Problem requirements:
Replicate the data exactly, every line included.

[Opening Information supplied section]

//! Domain records shared by every layer of the dashboard.
//!
//! These are the validated shapes produced at the fetch boundary (see
//! `api::models`). Optional fields are `None` when a sensor is unavailable;
//! nothing downstream substitutes zero for a missing reading.

use chrono::{DateTime, NaiveDate, Utc};
use serde::{Deserialize, Serialize};
use std::sync::Arc;

/// One timestamped weather observation.
#[derive(Debug, Clone, PartialEq, Serialize, Deserialize)]
pub struct Sample {
    pub timestamp: DateTime<Utc>,
    pub station_id: Option<String>,
    pub temperature_f: Option<f64>,
    pub dew_point_f: Option<f64>,
    pub heat_index_f: Option<f64>,
    pub wind_chill_f: Option<f64>,
    pub humidity_pct: Option<f64>,
    pub wind_speed_mph: Option<f64>,
    pub wind_gust_mph: Option<f64>,
    pub wind_dir_deg: Option<f64>,
    pub pressure_in: Option<f64>,
    pub precip_rate_in_hr: Option<f64>,
    pub precip_total_in: Option<f64>,
    pub uv_index: Option<f64>,
    pub solar_radiation_wm2: Option<f64>,
}

impl Sample {
    /// A sample at `timestamp` with every sensor reading unknown.
    #[must_use]
    pub fn empty(timestamp: DateTime<Utc>) -> Self {
        Self {
            timestamp,
            station_id: None,
            temperature_f: None,
            dew_point_f: None,
            heat_index_f: None,
            wind_chill_f: None,
            humidity_pct: None,
            wind_speed_mph: None,
            wind_gust_mph: None,
            wind_dir_deg: None,
            pressure_in: None,
            precip_rate_in_hr: None,
            precip_total_in: None,
            uv_index: None,
            solar_radiation_wm2: None,
        }
    }

    /// Read a numeric field by name.
    #[must_use]
    pub fn get(&self, field: SampleField) -> Option<f64> {
        match field {
            SampleField::Temperature => self.temperature_f,
            SampleField::DewPoint => self.dew_point_f,
            SampleField::HeatIndex => self.heat_index_f,
            SampleField::WindChill => self.wind_chill_f,
            SampleField::Humidity => self.humidity_pct,
            SampleField::WindSpeed => self.wind_speed_mph,
            SampleField::WindGust => self.wind_gust_mph,
            SampleField::WindDirection => self.wind_dir_deg,
            SampleField::Pressure => self.pressure_in,
            SampleField::PrecipRate => self.precip_rate_in_hr,
            SampleField::PrecipTotal => self.precip_total_in,
            SampleField::UvIndex => self.uv_index,
            SampleField::SolarRadiation => self.solar_radiation_wm2,
        }
    }
}

/// Numeric fields of a [`Sample`].
#[derive(Debug, Clone, Copy, PartialEq, Eq, Hash)]
pub enum SampleField {
    Temperature,
    DewPoint,
    HeatIndex,
    WindChill,
    Humidity,
    WindSpeed,
    WindGust,
    WindDirection,
    Pressure,
    PrecipRate,
    PrecipTotal,
    UvIndex,
    SolarRadiation,
}

impl SampleField {
    /// Fields measured in degrees Fahrenheit, which follow the unit toggle.
    #[must_use]
    pub fn is_temperature(self) -> bool {
        matches!(
            self,
            Self::Temperature | Self::DewPoint | Self::HeatIndex | Self::WindChill
        )
    }
}

/// Per-day aggregate computed server-side.
#[derive(Debug, Clone, PartialEq, Serialize, Deserialize)]
pub struct DailyRollup {
    pub day: NaiveDate,
    pub temp_high_f: Option<f64>,
    pub temp_low_f: Option<f64>,
    pub temp_avg_f: Option<f64>,
    pub humidity_high: Option<f64>,
    pub humidity_low: Option<f64>,
    pub pressure_avg: Option<f64>,
    pub wind_gust_max: Option<f64>,
    pub rain_total: Option<f64>,
    pub uv_max: Option<f64>,
    pub reading_count: u32,
}

/// An active weather alert for the station's area.
#[derive(Debug, Clone, PartialEq, Serialize, Deserialize)]
pub struct Alert {
    pub event: Option<String>,
    /// Free text as published; classify with `present::advisories::classify_severity`.
    pub severity: Option<String>,
    pub headline: Option<String>,
    pub description: Option<String>,
    pub expires: Option<DateTime<Utc>>,
}

/// A snapshot from a neighbouring station.
#[derive(Debug, Clone, PartialEq, Serialize, Deserialize)]
pub struct NeighborSample {
    pub station_id: String,
    pub neighborhood: Option<String>,
    pub lat: Option<f64>,
    pub lon: Option<f64>,
    pub temp_f: Option<f64>,
    pub humidity: Option<f64>,
    pub wind_speed: Option<f64>,
}

/// One period of the station-area forecast.
#[derive(Debug, Clone, PartialEq, Serialize, Deserialize)]
pub struct ForecastPeriod {
    pub name: String,
    pub start_time: Option<DateTime<Utc>>,
    pub is_daytime: bool,
    pub temperature_f: Option<f64>,
    pub wind_speed_mph: Option<f64>,
    pub precip_probability: Option<f64>,
    pub short_forecast: String,
}

/// Entry of the station directory.
#[derive(Debug, Clone, PartialEq, Serialize, Deserialize)]
pub struct StationInfo {
    pub id: String,
    pub name: String,
    #[serde(default)]
    pub lat: Option<f64>,
    #[serde(default)]
    pub lon: Option<f64>,
}

/// Caller identity returned by `/api/auth/me`.
#[derive(Debug, Clone, PartialEq, Serialize, Deserialize)]
pub struct Identity {
    pub username: String,
    #[serde(default)]
    pub is_admin: bool,
}

/// The merged result of one refresh cycle.
///
/// Immutable once built. A later cycle produces a new snapshot; the series is
/// shared behind an `Arc` so chart bindings can detect a new fetch by identity.
#[derive(Debug, Clone)]
pub struct ViewSnapshot {
    pub cycle: u64,
    pub station_id: String,
    pub latest: Option<Sample>,
    /// Chronological, oldest first.
    pub series: Arc<[Sample]>,
    pub daily: Vec<DailyRollup>,
    pub alerts: Vec<Alert>,
    pub nearby: Vec<NeighborSample>,
    pub forecast: Vec<ForecastPeriod>,
    /// False when `latest` was substituted from an absolute window's last sample.
    pub live: bool,
    pub fetched_at: DateTime<Utc>,
}

impl ViewSnapshot {
    /// True when the station itself produced any observation this cycle.
    ///
    /// Area-level sources (alerts, nearby, forecast) do not count: a station
    /// that has never reported is still in the "no data" state.
    #[must_use]
    pub fn has_observations(&self) -> bool {
        self.latest.is_some() || !self.series.is_empty() || !self.daily.is_empty()
    }
}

[Closing Information supplied section]

Solution to the exercise:
//! Domain records shared by every layer of the dashboard.
//!
//! These are the validated shapes produced at the fetch boundary (see
//! `api::models`). Optional fields are `None` when a sensor is unavailable;
//! nothing downstream substitutes zero for a missing reading.

use chrono::{DateTime, NaiveDate, Utc};
use serde::{Deserialize, Serialize};
use std::sync::Arc;

/// One timestamped weather observation.
#[derive(Debug, Clone, PartialEq, Serialize, Deserialize)]
pub struct Sample {
    pub timestamp: DateTime<Utc>,
    pub station_id: Option<String>,
    pub temperature_f: Option<f64>,
    pub dew_point_f: Option<f64>,
    pub heat_index_f: Option<f64>,
    pub wind_chill_f: Option<f64>,
    pub humidity_pct: Option<f64>,
    pub wind_speed_mph: Option<f64>,
    pub wind_gust_mph: Option<f64>,
    pub wind_dir_deg: Option<f64>,
    pub pressure_in: Option<f64>,
    pub precip_rate_in_hr: Option<f64>,
    pub precip_total_in: Option<f64>,
    pub uv_index: Option<f64>,
    pub solar_radiation_wm2: Option<f64>,
}

impl Sample {
    /// A sample at `timestamp` with every sensor reading unknown.
    #[must_use]
    pub fn empty(timestamp: DateTime<Utc>) -> Self {
        Self {
            timestamp,
            station_id: None,
            temperature_f: None,
            dew_point_f: None,
            heat_index_f: None,
            wind_chill_f: None,
            humidity_pct: None,
            wind_speed_mph: None,
            wind_gust_mph: None,
            wind_dir_deg: None,
            pressure_in: None,
            precip_rate_in_hr: None,
            precip_total_in: None,
            uv_index: None,
            solar_radiation_wm2: None,
        }
    }

    /// Read a numeric field by name.
    #[must_use]
    pub fn get(&self, field: SampleField) -> Option<f64> {
        match field {
            SampleField::Temperature => self.temperature_f,
            SampleField::DewPoint => self.dew_point_f,
            SampleField::HeatIndex => self.heat_index_f,
            SampleField::WindChill => self.wind_chill_f,
            SampleField::Humidity => self.humidity_pct,
            SampleField::WindSpeed => self.wind_speed_mph,
            SampleField::WindGust => self.wind_gust_mph,
            SampleField::WindDirection => self.wind_dir_deg,
            SampleField::Pressure => self.pressure_in,
            SampleField::PrecipRate => self.precip_rate_in_hr,
            SampleField::PrecipTotal => self.precip_total_in,
            SampleField::UvIndex => self.uv_index,
            SampleField::SolarRadiation => self.solar_radiation_wm2,
        }
    }
}

/// Numeric fields of a [`Sample`].
#[derive(Debug, Clone, Copy, PartialEq, Eq, Hash)]
pub enum SampleField {
    Temperature,
    DewPoint,
    HeatIndex,
    WindChill,
    Humidity,
    WindSpeed,
    WindGust,
    WindDirection,
    Pressure,
    PrecipRate,
    PrecipTotal,
    UvIndex,
    SolarRadiation,
}

impl SampleField {
    /// Fields measured in degrees Fahrenheit, which follow the unit toggle.
    #[must_use]
    pub fn is_temperature(self) -> bool {
        matches!(
            self,
            Self::Temperature | Self::DewPoint | Self::HeatIndex | Self::WindChill
        )
    }
}

/// Per-day aggregate computed server-side.
#[derive(Debug, Clone, PartialEq, Serialize, Deserialize)]
pub struct DailyRollup {
    pub day: NaiveDate,
    pub temp_high_f: Option<f64>,
    pub temp_low_f: Option<f64>,
    pub temp_avg_f: Option<f64>,
    pub humidity_high: Option<f64>,
    pub humidity_low: Option<f64>,
    pub pressure_avg: Option<f64>,
    pub wind_gust_max: Option<f64>,
    pub rain_total: Option<f64>,
    pub uv_max: Option<f64>,
    pub reading_count: u32,
}

/// An active weather alert for the station's area.
#[derive(Debug, Clone, PartialEq, Serialize, Deserialize)]
pub struct Alert {
    pub event: Option<String>,
    /// Free text as published; classify with `present::advisories::classify_severity`.
    pub severity: Option<String>,
    pub headline: Option<String>,
    pub description: Option<String>,
    pub expires: Option<DateTime<Utc>>,
}

/// A snapshot from a neighbouring station.
#[derive(Debug, Clone, PartialEq, Serialize, Deserialize)]
pub struct NeighborSample {
    pub station_id: String,
    pub neighborhood: Option<String>,
    pub lat: Option<f64>,
    pub lon: Option<f64>,
    pub temp_f: Option<f64>,
    pub humidity: Option<f64>,
    pub wind_speed: Option<f64>,
}

/// One period of the station-area forecast.
#[derive(Debug, Clone, PartialEq, Serialize, Deserialize)]
pub struct ForecastPeriod {
    pub name: String,
    pub start_time: Option<DateTime<Utc>>,
    pub is_daytime: bool,
    pub temperature_f: Option<f64>,
    pub wind_speed_mph: Option<f64>,
    pub precip_probability: Option<f64>,
    pub short_forecast: String,
}

/// Entry of the station directory.
#[derive(Debug, Clone, PartialEq, Serialize, Deserialize)]
pub struct StationInfo {
    pub id: String,
    pub name: String,
    #[serde(default)]
    pub lat: Option<f64>,
    #[serde(default)]
    pub lon: Option<f64>,
}

/// Caller identity returned by `/api/auth/me`.
#[derive(Debug, Clone, PartialEq, Serialize, Deserialize)]
pub struct Identity {
    pub username: String,
    #[serde(default)]
    pub is_admin: bool,
}

/// The merged result of one refresh cycle.
///
/// Immutable once built. A later cycle produces a new snapshot; the series is
/// shared behind an `Arc` so chart bindings can detect a new fetch by identity.
#[derive(Debug, Clone)]
pub struct ViewSnapshot {
    pub cycle: u64,
    pub station_id: String,
    pub latest: Option<Sample>,
    /// Chronological, oldest first.
    pub series: Arc<[Sample]>,
    pub daily: Vec<DailyRollup>,
    pub alerts: Vec<Alert>,
    pub nearby: Vec<NeighborSample>,
    pub forecast: Vec<ForecastPeriod>,
    /// False when `latest` was substituted from an absolute window's last sample.
    pub live: bool,
    pub fetched_at: DateTime<Utc>,
}

impl ViewSnapshot {
    /// True when the station itself produced any observation this cycle.
    ///
    /// Area-level sources (alerts, nearby, forecast) do not count: a station
    /// that has never reported is still in the "no data" state.
    #[must_use]
    pub fn has_observations(&self) -> bool {
        self.latest.is_some() || !self.series.is_empty() || !self.daily.is_empty()
    }
}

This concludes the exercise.